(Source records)
//! Experiment checks: structure, layer ownership, and cross-layer
//! conflicts.

use rustc_hash::{FxHashMap, FxHashSet};
use serde_json::Value;

use super::Pass;
use super::flows::FlowScope;
use super::stages::StageLayer;
use crate::codes;
use crate::jsonpath::{JsonPath, join_dotted};
use crate::patchdoc::fields;

/// First experiment layer to touch a contended key, for conflict
/// reporting.
struct FirstTouch {
    layer: String,
    path: JsonPath,
    reported: bool,
}

/// Tracks param paths, module ids, and stage fanouts touched across the
/// flow's experiments. Two *distinct* layers on the same key is a
/// conflict; two variants of the same layer are not.
#[derive(Default)]
struct ConflictTracker {
    touched: FxHashMap<String, FirstTouch>,
}

impl Pass<'_> {
    pub(crate) fn check_experiments(
        &mut self,
        experiments: &Value,
        scope: &mut FlowScope<'_>,
        path: &JsonPath,
    ) {
        let Some(entries) = experiments.as_array() else {
            self.error(
                codes::CFG_FIELD_TYPE_INVALID,
                path.clone(),
                "'experiments' must be an array",
            );
            return;
        };

        let mut seen_pairs: FxHashSet<(String, String)> = FxHashSet::default();
        let mut conflicts = ConflictTracker::default();

        for (idx, entry) in entries.iter().enumerate() {
            let entry_path = path.index(idx);
            let Some(experiment) = self.require_object(entry, &entry_path, "an experiment") else {
                continue;
            };
            for key in experiment.keys() {
                if !matches!(
                    key.as_str(),
                    fields::LAYER | fields::VARIANT | fields::PATCH
                ) {
                    self.error(
                        codes::CFG_UNKNOWN_FIELD,
                        entry_path.key(key),
                        format!("unknown experiment field '{key}'"),
                    );
                }
            }

            let layer = non_empty_str(experiment.get(fields::LAYER));
            if layer.is_none() {
                self.error(
                    codes::CFG_EXPERIMENT_FIELD_MISSING,
                    entry_path.key(fields::LAYER),
                    "experiments require a non-empty 'layer'",
                );
            }
            let variant = non_empty_str(experiment.get(fields::VARIANT));
            if variant.is_none() {
                self.error(
                    codes::CFG_EXPERIMENT_FIELD_MISSING,
                    entry_path.key(fields::VARIANT),
                    "experiments require a non-empty 'variant'",
                );
            }
            if let (Some(layer), Some(variant)) = (layer, variant)
                && !seen_pairs.insert((layer.to_string(), variant.to_string()))
            {
                self.error(
                    codes::CFG_EXPERIMENT_DUPLICATE,
                    entry_path.clone(),
                    format!("duplicate experiment for layer '{layer}', variant '{variant}'"),
                );
            }

            let patch_path = entry_path.key(fields::PATCH);
            let patch = match experiment.get(fields::PATCH) {
                None => {
                    self.error(
                        codes::CFG_EXPERIMENT_FIELD_MISSING,
                        patch_path,
                        "experiments require a 'patch' object",
                    );
                    continue;
                }
                Some(patch) if !patch.is_object() => {
                    self.error(
                        codes::CFG_EXPERIMENT_PATCH_INVALID,
                        patch_path,
                        "experiment 'patch' must be a JSON object",
                    );
                    continue;
                }
                Some(patch) => patch.as_object().expect("checked above"),
            };

            for key in patch.keys() {
                match key.as_str() {
                    fields::PARAMS | fields::STAGES => {}
                    fields::EXPERIMENTS | fields::EMERGENCY | fields::QOS => self.error(
                        codes::CFG_EXPERIMENT_STRUCTURAL_OVERRIDE,
                        patch_path.key(key),
                        format!("experiment patches may not override '{key}'"),
                    ),
                    other => self.error(
                        codes::CFG_UNKNOWN_FIELD,
                        patch_path.key(key),
                        format!("unknown experiment patch field '{other}'"),
                    ),
                }
            }

            if let Some(params) = patch.get(fields::PARAMS) {
                self.check_experiment_params(
                    params,
                    scope,
                    layer,
                    &mut conflicts,
                    &patch_path.key(fields::PARAMS),
                );
            }
            if let Some(stages) = patch.get(fields::STAGES) {
                let stages_path = patch_path.key(fields::STAGES);
                self.check_stages(stages, scope, StageLayer::Experiment, &stages_path);
                self.check_experiment_stage_ownership(
                    stages,
                    scope,
                    layer,
                    &mut conflicts,
                    &stages_path,
                );
            }
        }
    }

    fn check_experiment_params(
        &mut self,
        params: &Value,
        scope: &FlowScope<'_>,
        layer: Option<&str>,
        conflicts: &mut ConflictTracker,
        path: &JsonPath,
    ) {
        if self.require_object(params, path, "'params'").is_none() {
            return;
        }
        let mut leaves = Vec::new();
        collect_leaf_paths(params, "", path, &mut leaves);
        let Some(layer) = layer else {
            return;
        };
        for (dotted, leaf_path) in leaves {
            if let Some(blueprint) = scope.blueprint
                && !blueprint.ownership.owns_param_path(layer, &dotted)
            {
                self.error(
                    codes::CFG_LAYER_PARAM_LEAK,
                    leaf_path.clone(),
                    format!("layer '{layer}' does not own params path '{dotted}'"),
                );
            }
            self.track_conflict(
                conflicts,
                format!("param:{dotted}"),
                layer,
                &leaf_path,
                &format!("params path '{dotted}'"),
            );
        }
    }

    fn check_experiment_stage_ownership(
        &mut self,
        stages: &Value,
        scope: &FlowScope<'_>,
        layer: Option<&str>,
        conflicts: &mut ConflictTracker,
        path: &JsonPath,
    ) {
        let Some(layer) = layer else {
            return;
        };
        let Some(stage_map) = stages.as_object() else {
            return;
        };
        for (stage_name, stage_json) in stage_map {
            let stage_path = path.key(stage_name);
            let Some(stage) = stage_json.as_object() else {
                continue;
            };
            if stage.contains_key(fields::FANOUT_MAX) {
                self.track_conflict(
                    conflicts,
                    format!("fanout:{stage_name}"),
                    layer,
                    &stage_path.key(fields::FANOUT_MAX),
                    &format!("fanoutMax of stage '{stage_name}'"),
                );
            }
            let Some(modules) = stage.get(fields::MODULES).and_then(Value::as_array) else {
                continue;
            };
            for (idx, entry) in modules.iter().enumerate() {
                let Some(id) = entry.get(fields::ID).and_then(Value::as_str) else {
                    continue;
                };
                let id_path = stage_path.key(fields::MODULES).index(idx).key(fields::ID);
                if let Some(blueprint) = scope.blueprint
                    && !blueprint.ownership.owns_module(layer, id)
                {
                    self.error(
                        codes::CFG_LAYER_MODULE_LEAK,
                        id_path.clone(),
                        format!("layer '{layer}' does not own module id '{id}'"),
                    );
                }
                self.track_conflict(
                    conflicts,
                    format!("module:{id}"),
                    layer,
                    &id_path,
                    &format!("module id '{id}'"),
                );
            }
        }
    }

    fn track_conflict(
        &mut self,
        tracker: &mut ConflictTracker,
        key: String,
        layer: &str,
        path: &JsonPath,
        what: &str,
    ) {
        match tracker.touched.get_mut(&key) {
            None => {
                tracker.touched.insert(
                    key,
                    FirstTouch {
                        layer: layer.to_string(),
                        path: path.clone(),
                        reported: false,
                    },
                );
            }
            Some(first) if first.layer != layer => {
                let message = format!(
                    "layers '{}' and '{layer}' both touch {what}",
                    first.layer
                );
                if !first.reported {
                    first.reported = true;
                    let first_path = first.path.clone();
                    self.error(codes::CFG_LAYER_CONFLICT, first_path, message.clone());
                }
                self.error(codes::CFG_LAYER_CONFLICT, path.clone(), message);
            }
            Some(_) => {}
        }
    }
}

fn non_empty_str(value: Option<&Value>) -> Option<&str> {
    value.and_then(Value::as_str).filter(|s| !s.is_empty())
}

/// Collect the dotted leaf paths of a params object. Non-object values are
/// leaves; an empty object counts as a leaf so it cannot escape ownership
/// checks.
fn collect_leaf_paths(
    value: &Value,
    dotted: &str,
    path: &JsonPath,
    out: &mut Vec<(String, JsonPath)>,
) {
    match value.as_object() {
        Some(object) if !object.is_empty() => {
            for (key, member) in object {
                collect_leaf_paths(member, &join_dotted(dotted, key), &path.key(key), out);
            }
        }
        _ => {
            if !dotted.is_empty() {
                out.push((dotted.to_string(), path.clone()));
            }
        }
    }
}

▶ WORK ITEM:
Search the entries above for the string "FxHashMap". Copy each line in which it appears.

▶ ANSWER TO THE EXERCISE:
use rustc_hash::{FxHashMap, FxHashSet};
    touched: FxHashMap<String, FirstTouch>,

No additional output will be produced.